Ao voltar a Botucatu, iniciou os procedimentos para criar um mestrado. “Tinha de levantar todos os equipamentos, existentes em todos os laboratórios, que poderiam ser usados pelos alunos do curso. Também tinha de identificar todos os textos que existiam na biblioteca sobre o tema”, conta. Uma vez reunida a papelada, descobriu que com aquele processo poderia pleitear também a criação de um curso de doutorado em irrigação, inédito no país. “Decidi arriscar. Até então todo mundo que queria se graduar num curso assim tinha que sair do país.” A iniciativa deu certo, e em 1988 surgia na FCA o primeiro doutorado em irrigação no Brasil.

Klar coordenou o curso por oito anos. Com a chegada dos alunos de pós, a produção científica da Agronomia aumentou bastante. Os artigos gerados pelas pesquisas, porém, às vezes levavam anos para serem publicados, o que levou o agrônomo a sugerir a criação de uma revista para publicá-los. Nascia assim a Irriga, a única revista especializada em artigos sobre irrigação e drenagem no Brasil. Atualmente, os artigos escritos por alunos da FCA correspondem a cerca de 20% do total, sendo que mais da metade tem como autores pesquisadores de fora de São Paulo.

Klar dedica às atividades de orientação o mesmo esforço que investe na pesquisa. Possui hoje nove orientandos, sendo cinco de doutorado. Ele também aceita alunos de iniciação científica. Cleber Jadoski, tão logo se matriculou na FCA, foi bater em sua porta. Foi seu aluno de iniciação durante toda a graduação, período em que publicou cinco artigos. Sua produtividade lhe valeu ao final do curso, em 2009, o prêmio de destaque em pesquisa conferido pela Fundação de Estudos e Pesquisas Agrícolas e Florestais (Fepaf), na categoria de estudantes de agronomia. Thais Lopes, que também foi orientanda de Klar, foi premiada na categoria de engenharia florestal.

Seus conselhos também podem se destinar a não orientandos. Em março, no primeiro dia de volta às aulas, ele entrou por acaso numa das estufas destinadas a experimentos agronômicos. Lá encontrou uma jovem pós-graduanda, às voltas com sua pesquisa. Mesmo olhando de longe, Klar identificou problemas e foi conversar com a moça. “Disse a ela que, daquele jeito, iria perder o experimento. Quando vejo algo assim, vou lá e falo com o aluno”, diz.

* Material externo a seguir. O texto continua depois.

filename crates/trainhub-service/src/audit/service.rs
//! Audit trail service.

use std::sync::Arc;

use tracing::warn;
use uuid::Uuid;

use trainhub_auth::rbac::{RbacEnforcer, SystemPermission};
use trainhub_core::result::AppResult;
use trainhub_database::store::AuditStore;
use trainhub_entity::audit::{AuditAction, AuditLogEntry, CreateAuditLogEntry};
use trainhub_entity::session::SessionChange;

use crate::context::RequestContext;

/// Records session changes and serves the audit trail.
///
/// Recording is best-effort: a store failure is logged and swallowed so it
/// never undoes or fails the change it describes.
#[derive(Debug, Clone)]
pub struct AuditService {
    store: Arc<dyn AuditStore>,
    rbac: Arc<RbacEnforcer>,
}

impl AuditService {
    /// Creates a new audit service.
    pub fn new(store: Arc<dyn AuditStore>, rbac: Arc<RbacEnforcer>) -> Self {
        Self { store, rbac }
    }

    /// Record an applied session change.
    pub async fn record_change(
        &self,
        actor_id: Option<Uuid>,
        session_id: Uuid,
        change: &SessionChange,
    ) {
        self.record(actor_id, change.action, session_id, change.audit_details())
            .await;
    }

    /// Record an arbitrary session action.
    pub async fn record(
        &self,
        actor_id: Option<Uuid>,
        action: AuditAction,
        session_id: Uuid,
        details: serde_json::Value,
    ) {
        let entry = CreateAuditLogEntry::for_session(actor_id, action, session_id, details);
        if let Err(e) = self.store.append(&entry).await {
            warn!(
                session_id = %session_id,
                action = %action,
                error = %e,
                "Failed to write audit entry"
            );
        }
    }

    /// The audit trail of one session, oldest first.
    pub async fn session_trail(
        &self,
        ctx: &RequestContext,
        session_id: Uuid,
    ) -> AppResult<Vec<AuditLogEntry>> {
        self.rbac
            .require_permission(&ctx.role(), &SystemPermission::AuditView)?;
        self.store.find_by_target("session", session_id).await
    }
}
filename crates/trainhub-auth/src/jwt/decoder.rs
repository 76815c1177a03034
//! JWT token validation.

use jsonwebtoken::{Algorithm, DecodingKey, Validation, decode};

use trainhub_core::config::AuthConfig;
use trainhub_core::error::AppError;

use super::claims::Claims;

/// Validates access tokens: signature, expiry and issuer.
#[derive(Clone)]
pub struct JwtDecoder {
    decoding_key: DecodingKey,
    validation: Validation,
}

impl std::fmt::Debug for JwtDecoder {
    fn fmt(&self, f: &mut std::fmt::Formatter<'_>) -> std::fmt::Result {
        f.debug_struct("JwtDecoder")
            .field("validation", &self.validation)
            .finish()
    }
}

impl JwtDecoder {
    /// Creates a new decoder from auth configuration.
    pub fn new(config: &AuthConfig) -> Self {
        let mut validation = Validation::new(Algorithm::HS256);
        validation.validate_exp = true;
        validation.leeway = 5; // seconds of clock skew
        validation.set_issuer(&[config.jwt_issuer.as_str()]);

        Self {
            decoding_key: DecodingKey::from_secret(config.jwt_secret.as_bytes()),
            validation,
        }
    }

    /// Decodes and validates an access token string.
    pub fn decode_access_token(&self, token: &str) -> Result<Claims, AppError> {
        decode::<Claims>(token, &self.decoding_key, &self.validation)
            .map(|data| data.claims)
            .map_err(|e| match e.kind() {
                jsonwebtoken::errors::ErrorKind::ExpiredSignature => {
                    AppError::authentication("Token has expired")
                }
                jsonwebtoken::errors::ErrorKind::InvalidToken => {
                    AppError::authentication("Invalid token format")
                }
                jsonwebtoken::errors::ErrorKind::InvalidSignature => {
                    AppError::authentication("Invalid token signature")
                }
                jsonwebtoken::errors::ErrorKind::InvalidIssuer => {
                    AppError::authentication("Invalid token issuer")
                }
                _ => AppError::authentication(format!("Token validation failed: {e}")),
            })
    }
}
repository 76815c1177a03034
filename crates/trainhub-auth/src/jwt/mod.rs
//! JWT token encoding, decoding, and claims management.

pub mod claims;
pub mod decoder;
pub mod encoder;

pub use claims::Claims;
pub use decoder::JwtDecoder;
pub use encoder::{IssuedToken, JwtEncoder};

Sua relação com os estudantes também teve um viés mais humanístico, como lembra Hélio Grassi Filho, seu ex-aluno e atualmente coordenador do curso de Agronomia. “Em 1984 nós fizemos greve pelo direito de votar para reitor. Ele não era de se juntar a greves, mas dessa participou. E explicava aos alunos a importância de termos esse direito, que USP e Unicamp mesmo hoje não têm. Ele foi um dos responsáveis por termos participado dessa história.”

Dez anos pode não ser tempo suficiente para treinar um pesquisador de ponta. Mas um bom administrador pode ser formado em seis meses

Em março, durante a aula inaugural na disciplina que leciona na pós-graduação da FCA, Klar exortou a turma a buscar a produtividade. Disse a eles que “se a gente não produz, o tempo passa, e lá na frente vamos ter que competir contra alguém que usou esse tempo. Precisamos aproveitar para produzir o máximo que pudermos.”